**What you are asked to do:**
An identical copy of every entry below is the required output.

**Input data:**
---

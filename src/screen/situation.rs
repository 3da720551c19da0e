//! Detecting the current screen situation
//!
//! The display server reports every output it knows about. One connected
//! output is the laptop panel ("internal"), found either by an explicit
//! config entry or by trying the usual panel connector names. The first
//! remaining connected output, optionally restricted to a configured list,
//! is the external screen.

use tracing::{debug, info, warn};

use super::Resolution;
use crate::config::Config;
use crate::constants;
use crate::error::{Error, Result};

/// An output as reported by the display server
#[derive(Debug, Clone, PartialEq, Eq)]
pub struct Output {
    pub name: String,
    pub connected: bool,
    /// Supported resolutions, preferred first
    pub resolutions: Vec<Resolution>,
}

/// Anything that can list the current outputs
pub trait OutputSource {
    fn outputs(&self) -> anyhow::Result<Vec<Output>>;
}

/// A connected output taking part in the setup
#[derive(Debug, Clone, PartialEq, Eq)]
pub struct Connector {
    pub name: String,
    pub resolutions: Vec<Resolution>,
}

#[derive(Debug, Clone, PartialEq, Eq)]
pub struct ScreenSituation {
    /// Every output name the server reported, in server order
    connectors: Vec<String>,
    internal: Connector,
    external: Option<Connector>,
}

/// LVDS, LVDS0, LVDS1, LVDS-0, LVDS-1, eDP, eDP0, ...
pub fn common_internal_connector_names() -> Vec<String> {
    constants::connectors::INTERNAL_PREFIXES
        .iter()
        .flat_map(|prefix| {
            constants::connectors::INTERNAL_SUFFIXES
                .iter()
                .map(move |suffix| format!("{prefix}{suffix}"))
        })
        .collect()
}

/// Candidate internal connector names according to the config
pub fn internal_candidates(config: &Config) -> Result<Vec<String>> {
    match config.get(constants::config::INTERNAL_CONNECTOR) {
        Some([name]) => Ok(vec![name.clone()]),
        Some(_) => Err(Error::Config(
            "You must specify exactly one internal connector.".to_string(),
        )),
        None => Ok(common_internal_connector_names()),
    }
}

/// Query the outputs and classify them as the config says
pub fn situation_by_config(
    config: &Config,
    source: &dyn OutputSource,
) -> anyhow::Result<ScreenSituation> {
    let candidates = internal_candidates(config)?;
    let outputs = source.outputs()?;
    let externals = config.get(constants::config::EXTERNAL_CONNECTORS);
    Ok(ScreenSituation::new(outputs, &candidates, externals)?)
}

impl ScreenSituation {
    /// Classify `outputs`. The internal connector is the first name in
    /// `internal_candidates` that is connected and reports modes. With
    /// `external_names` only the listed outputs count as external.
    pub fn new(
        outputs: Vec<Output>,
        internal_candidates: &[String],
        external_names: Option<&[String]>,
    ) -> Result<Self> {
        let connected: Vec<&Output> = outputs.iter().filter(|o| o.connected).collect();
        debug!(
            connected = ?connected.iter().map(|o| o.name.as_str()).collect::<Vec<_>>(),
            "Connected outputs"
        );

        let matches: Vec<&Output> = internal_candidates
            .iter()
            .filter_map(|name| connected.iter().copied().find(|o| &o.name == name))
            .collect();
        let Some(first) = matches.first() else {
            return Err(Error::NoInternalConnector {
                tried: internal_candidates.to_vec(),
            });
        };
        let Some(internal) = matches.iter().copied().find(|o| !o.resolutions.is_empty()) else {
            return Err(Error::NoResolutions {
                connector: first.name.clone(),
            });
        };
        let skipped: Vec<&str> = matches
            .iter()
            .take_while(|o| o.name != internal.name)
            .map(|o| o.name.as_str())
            .collect();
        if !skipped.is_empty() {
            warn!(
                chosen = %internal.name,
                skipped = ?skipped,
                "Internal connector candidates without modes were skipped"
            );
        }
        let others: Vec<&str> = matches
            .iter()
            .skip(skipped.len() + 1)
            .map(|o| o.name.as_str())
            .collect();
        if !others.is_empty() {
            warn!(
                chosen = %internal.name,
                ignored = ?others,
                "Several internal connector candidates are connected, using the first"
            );
        }

        let external = connected
            .iter()
            .filter(|o| o.name != internal.name)
            .filter(|o| external_names.is_none_or(|names| names.contains(&o.name)))
            .find(|o| !o.resolutions.is_empty())
            .map(|o| Connector {
                name: o.name.clone(),
                resolutions: o.resolutions.clone(),
            });

        info!(
            internal = %internal.name,
            external = external.as_ref().map(|c| c.name.as_str()).unwrap_or("none"),
            "Detected screen situation"
        );

        Ok(Self {
            connectors: outputs.iter().map(|o| o.name.clone()).collect(),
            internal: Connector {
                name: internal.name.clone(),
                resolutions: internal.resolutions.clone(),
            },
            external,
        })
    }

    pub fn connectors(&self) -> &[String] {
        &self.connectors
    }

    pub fn internal_connector(&self) -> &Connector {
        &self.internal
    }

    pub fn external_connector(&self) -> Option<&Connector> {
        self.external.as_ref()
    }

    /// Never empty
    pub fn internal_resolutions(&self) -> &[Resolution] {
        &self.internal.resolutions
    }

    /// `None` when no external screen is connected, otherwise never empty
    pub fn external_resolutions(&self) -> Option<&[Resolution]> {
        self.external.as_ref().map(|c| c.resolutions.as_slice())
    }

    /// Resolutions supported by both screens, in internal preference order
    pub fn common_resolutions(&self) -> Vec<Resolution> {
        let Some(external) = self.external_resolutions() else {
            return Vec::new();
        };
        self.internal
            .resolutions
            .iter()
            .filter(|res| external.contains(*res))
            .copied()
            .collect()
    }
}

---

**Solved exercise:**
filename src/screen/situation.rs
repository 3da720551c19da0e
//! Detecting the current screen situation
//!
//! The display server reports every output it knows about. One connected
//! output is the laptop panel ("internal"), found either by an explicit
//! config entry or by trying the usual panel connector names. The first
//! remaining connected output, optionally restricted to a configured list,
//! is the external screen.

use tracing::{debug, info, warn};

use super::Resolution;
use crate::config::Config;
use crate::constants;
use crate::error::{Error, Result};

/// An output as reported by the display server
#[derive(Debug, Clone, PartialEq, Eq)]
pub struct Output {
    pub name: String,
    pub connected: bool,
    /// Supported resolutions, preferred first
    pub resolutions: Vec<Resolution>,
}

/// Anything that can list the current outputs
pub trait OutputSource {
    fn outputs(&self) -> anyhow::Result<Vec<Output>>;
}

/// A connected output taking part in the setup
#[derive(Debug, Clone, PartialEq, Eq)]
pub struct Connector {
    pub name: String,
    pub resolutions: Vec<Resolution>,
}

#[derive(Debug, Clone, PartialEq, Eq)]
pub struct ScreenSituation {
    /// Every output name the server reported, in server order
    connectors: Vec<String>,
    internal: Connector,
    external: Option<Connector>,
}

/// LVDS, LVDS0, LVDS1, LVDS-0, LVDS-1, eDP, eDP0, ...
pub fn common_internal_connector_names() -> Vec<String> {
    constants::connectors::INTERNAL_PREFIXES
        .iter()
        .flat_map(|prefix| {
            constants::connectors::INTERNAL_SUFFIXES
                .iter()
                .map(move |suffix| format!("{prefix}{suffix}"))
        })
        .collect()
}

/// Candidate internal connector names according to the config
pub fn internal_candidates(config: &Config) -> Result<Vec<String>> {
    match config.get(constants::config::INTERNAL_CONNECTOR) {
        Some([name]) => Ok(vec![name.clone()]),
        Some(_) => Err(Error::Config(
            "You must specify exactly one internal connector.".to_string(),
        )),
        None => Ok(common_internal_connector_names()),
    }
}

/// Query the outputs and classify them as the config says
pub fn situation_by_config(
    config: &Config,
    source: &dyn OutputSource,
) -> anyhow::Result<ScreenSituation> {
    let candidates = internal_candidates(config)?;
    let outputs = source.outputs()?;
    let externals = config.get(constants::config::EXTERNAL_CONNECTORS);
    Ok(ScreenSituation::new(outputs, &candidates, externals)?)
}

impl ScreenSituation {
    /// Classify `outputs`. The internal connector is the first name in
    /// `internal_candidates` that is connected and reports modes. With
    /// `external_names` only the listed outputs count as external.
    pub fn new(
        outputs: Vec<Output>,
        internal_candidates: &[String],
        external_names: Option<&[String]>,
    ) -> Result<Self> {
        let connected: Vec<&Output> = outputs.iter().filter(|o| o.connected).collect();
        debug!(
            connected = ?connected.iter().map(|o| o.name.as_str()).collect::<Vec<_>>(),
            "Connected outputs"
        );

        let matches: Vec<&Output> = internal_candidates
            .iter()
            .filter_map(|name| connected.iter().copied().find(|o| &o.name == name))
            .collect();
        let Some(first) = matches.first() else {
            return Err(Error::NoInternalConnector {
                tried: internal_candidates.to_vec(),
            });
        };
        let Some(internal) = matches.iter().copied().find(|o| !o.resolutions.is_empty()) else {
            return Err(Error::NoResolutions {
                connector: first.name.clone(),
            });
        };
        let skipped: Vec<&str> = matches
            .iter()
            .take_while(|o| o.name != internal.name)
            .map(|o| o.name.as_str())
            .collect();
        if !skipped.is_empty() {
            warn!(
                chosen = %internal.name,
                skipped = ?skipped,
                "Internal connector candidates without modes were skipped"
            );
        }
        let others: Vec<&str> = matches
            .iter()
            .skip(skipped.len() + 1)
            .map(|o| o.name.as_str())
            .collect();
        if !others.is_empty() {
            warn!(
                chosen = %internal.name,
                ignored = ?others,
                "Several internal connector candidates are connected, using the first"
            );
        }

        let external = connected
            .iter()
            .filter(|o| o.name != internal.name)
            .filter(|o| external_names.is_none_or(|names| names.contains(&o.name)))
            .find(|o| !o.resolutions.is_empty())
            .map(|o| Connector {
                name: o.name.clone(),
                resolutions: o.resolutions.clone(),
            });

        info!(
            internal = %internal.name,
            external = external.as_ref().map(|c| c.name.as_str()).unwrap_or("none"),
            "Detected screen situation"
        );

        Ok(Self {
            connectors: outputs.iter().map(|o| o.name.clone()).collect(),
            internal: Connector {
                name: internal.name.clone(),
                resolutions: internal.resolutions.clone(),
            },
            external,
        })
    }

    pub fn connectors(&self) -> &[String] {
        &self.connectors
    }

    pub fn internal_connector(&self) -> &Connector {
        &self.internal
    }

    pub fn external_connector(&self) -> Option<&Connector> {
        self.external.as_ref()
    }

    /// Never empty
    pub fn internal_resolutions(&self) -> &[Resolution] {
        &self.internal.resolutions
    }

    /// `None` when no external screen is connected, otherwise never empty
    pub fn external_resolutions(&self) -> Option<&[Resolution]> {
        self.external.as_ref().map(|c| c.resolutions.as_slice())
    }

    /// Resolutions supported by both screens, in internal preference order
    pub fn common_resolutions(&self) -> Vec<Resolution> {
        let Some(external) = self.external_resolutions() else {
            return Vec::new();
        };
        self.internal
            .resolutions
            .iter()
            .filter(|res| external.contains(*res))
            .copied()
            .collect()
    }
}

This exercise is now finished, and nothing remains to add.